[Source data]
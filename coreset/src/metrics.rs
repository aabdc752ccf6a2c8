use std::time::Duration;

use crate::{eval::EvalReport, schedule::Phase};

/// Everything recorded about a single epoch.
#[derive(Debug, Clone, PartialEq)]
pub struct EpochRecord {
    pub epoch: usize,
    pub selected: bool,
    pub phase: Phase,
    pub subset_size: usize,
    pub fingerprint: u64,
    pub selection_time: Duration,
    pub train_time: Duration,
    /// The sum of the reduced batch losses of the epoch.
    pub loss: f32,
    pub accuracy: f32,
    pub eval: Option<EvalReport>,
}

impl EpochRecord {
    #[inline]
    pub fn total_time(&self) -> Duration {
        self.selection_time + self.train_time
    }
}

#[derive(Debug, Default, Clone)]
pub struct MetricsRecorder {
    records: Vec<EpochRecord>,
}

impl MetricsRecorder {
    pub fn new() -> Self {
        Self::default()
    }

    #[inline]
    pub fn record(&mut self, record: EpochRecord) -> &EpochRecord {
        self.records.push(record);
        &self.records[self.records.len() - 1]
    }

    pub fn records(&self) -> &[EpochRecord] {
        &self.records
    }

    pub fn last(&self) -> Option<&EpochRecord> {
        self.records.last()
    }

    /// The epochs a selection ran at.
    pub fn selections(&self) -> Vec<usize> {
        self.records
            .iter()
            .filter(|r| r.selected)
            .map(|r| r.epoch)
            .collect()
    }

    /// Selection plus training time of every epoch, in seconds.
    pub fn timing(&self) -> Vec<f64> {
        self.records
            .iter()
            .map(|r| r.total_time().as_secs_f64())
            .collect()
    }

    /// The running total of `timing`, in hours.
    pub fn cumulative_hours(&self) -> Vec<f64> {
        self.timing()
            .into_iter()
            .scan(0., |acc, t| {
                *acc += t;
                Some(*acc / 3600.)
            })
            .collect()
    }

    /// The whole run's selection plus training time, in hours.
    pub fn total_hours(&self) -> f64 {
        self.cumulative_hours().last().copied().unwrap_or(0.)
    }
}

#[cfg(test)]
mod tests {
    use super::*;

    fn record(epoch: usize, selection_ms: u64, train_ms: u64, selected: bool) -> EpochRecord {
        EpochRecord {
            epoch,
            selected,
            phase: Phase::Subset,
            subset_size: 10,
            fingerprint: 0,
            selection_time: Duration::from_millis(selection_ms),
            train_time: Duration::from_millis(train_ms),
            loss: 0.,
            accuracy: 0.,
            eval: None,
        }
    }

    #[test]
    fn cumulative_time_is_monotonic_and_in_hours() {
        let mut metrics = MetricsRecorder::new();
        metrics.record(record(0, 1_800_000, 0, true));
        metrics.record(record(1, 0, 0, false));
        metrics.record(record(2, 900_000, 900_000, true));

        assert_eq!(metrics.timing(), [1800., 0., 1800.]);
        assert_eq!(metrics.cumulative_hours(), [0.5, 0.5, 1.]);
        assert_eq!(metrics.total_hours(), 1.);
        assert_eq!(metrics.selections(), [0, 2]);
    }

    #[test]
    fn empty_runs_take_no_time() {
        let metrics = MetricsRecorder::new();
        assert_eq!(metrics.total_hours(), 0.);
        assert!(metrics.last().is_none());
    }
}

▶ _What you will do_
Copy the whole of the data above exactly.

▶ _Result for this task_
filename coreset/src/metrics.rs
repository aabdc752ccf6a2c8
use std::time::Duration;

use crate::{eval::EvalReport, schedule::Phase};

/// Everything recorded about a single epoch.
#[derive(Debug, Clone, PartialEq)]
pub struct EpochRecord {
    pub epoch: usize,
    pub selected: bool,
    pub phase: Phase,
    pub subset_size: usize,
    pub fingerprint: u64,
    pub selection_time: Duration,
    pub train_time: Duration,
    /// The sum of the reduced batch losses of the epoch.
    pub loss: f32,
    pub accuracy: f32,
    pub eval: Option<EvalReport>,
}

impl EpochRecord {
    #[inline]
    pub fn total_time(&self) -> Duration {
        self.selection_time + self.train_time
    }
}

#[derive(Debug, Default, Clone)]
pub struct MetricsRecorder {
    records: Vec<EpochRecord>,
}

impl MetricsRecorder {
    pub fn new() -> Self {
        Self::default()
    }

    #[inline]
    pub fn record(&mut self, record: EpochRecord) -> &EpochRecord {
        self.records.push(record);
        &self.records[self.records.len() - 1]
    }

    pub fn records(&self) -> &[EpochRecord] {
        &self.records
    }

    pub fn last(&self) -> Option<&EpochRecord> {
        self.records.last()
    }

    /// The epochs a selection ran at.
    pub fn selections(&self) -> Vec<usize> {
        self.records
            .iter()
            .filter(|r| r.selected)
            .map(|r| r.epoch)
            .collect()
    }

    /// Selection plus training time of every epoch, in seconds.
    pub fn timing(&self) -> Vec<f64> {
        self.records
            .iter()
            .map(|r| r.total_time().as_secs_f64())
            .collect()
    }

    /// The running total of `timing`, in hours.
    pub fn cumulative_hours(&self) -> Vec<f64> {
        self.timing()
            .into_iter()
            .scan(0., |acc, t| {
                *acc += t;
                Some(*acc / 3600.)
            })
            .collect()
    }

    /// The whole run's selection plus training time, in hours.
    pub fn total_hours(&self) -> f64 {
        self.cumulative_hours().last().copied().unwrap_or(0.)
    }
}

#[cfg(test)]
mod tests {
    use super::*;

    fn record(epoch: usize, selection_ms: u64, train_ms: u64, selected: bool) -> EpochRecord {
        EpochRecord {
            epoch,
            selected,
            phase: Phase::Subset,
            subset_size: 10,
            fingerprint: 0,
            selection_time: Duration::from_millis(selection_ms),
            train_time: Duration::from_millis(train_ms),
            loss: 0.,
            accuracy: 0.,
            eval: None,
        }
    }

    #[test]
    fn cumulative_time_is_monotonic_and_in_hours() {
        let mut metrics = MetricsRecorder::new();
        metrics.record(record(0, 1_800_000, 0, true));
        metrics.record(record(1, 0, 0, false));
        metrics.record(record(2, 900_000, 900_000, true));

        assert_eq!(metrics.timing(), [1800., 0., 1800.]);
        assert_eq!(metrics.cumulative_hours(), [0.5, 0.5, 1.]);
        assert_eq!(metrics.total_hours(), 1.);
        assert_eq!(metrics.selections(), [0, 2]);
    }

    #[test]
    fn empty_runs_take_no_time() {
        let metrics = MetricsRecorder::new();
        assert_eq!(metrics.total_hours(), 0.);
        assert!(metrics.last().is_none());
    }
}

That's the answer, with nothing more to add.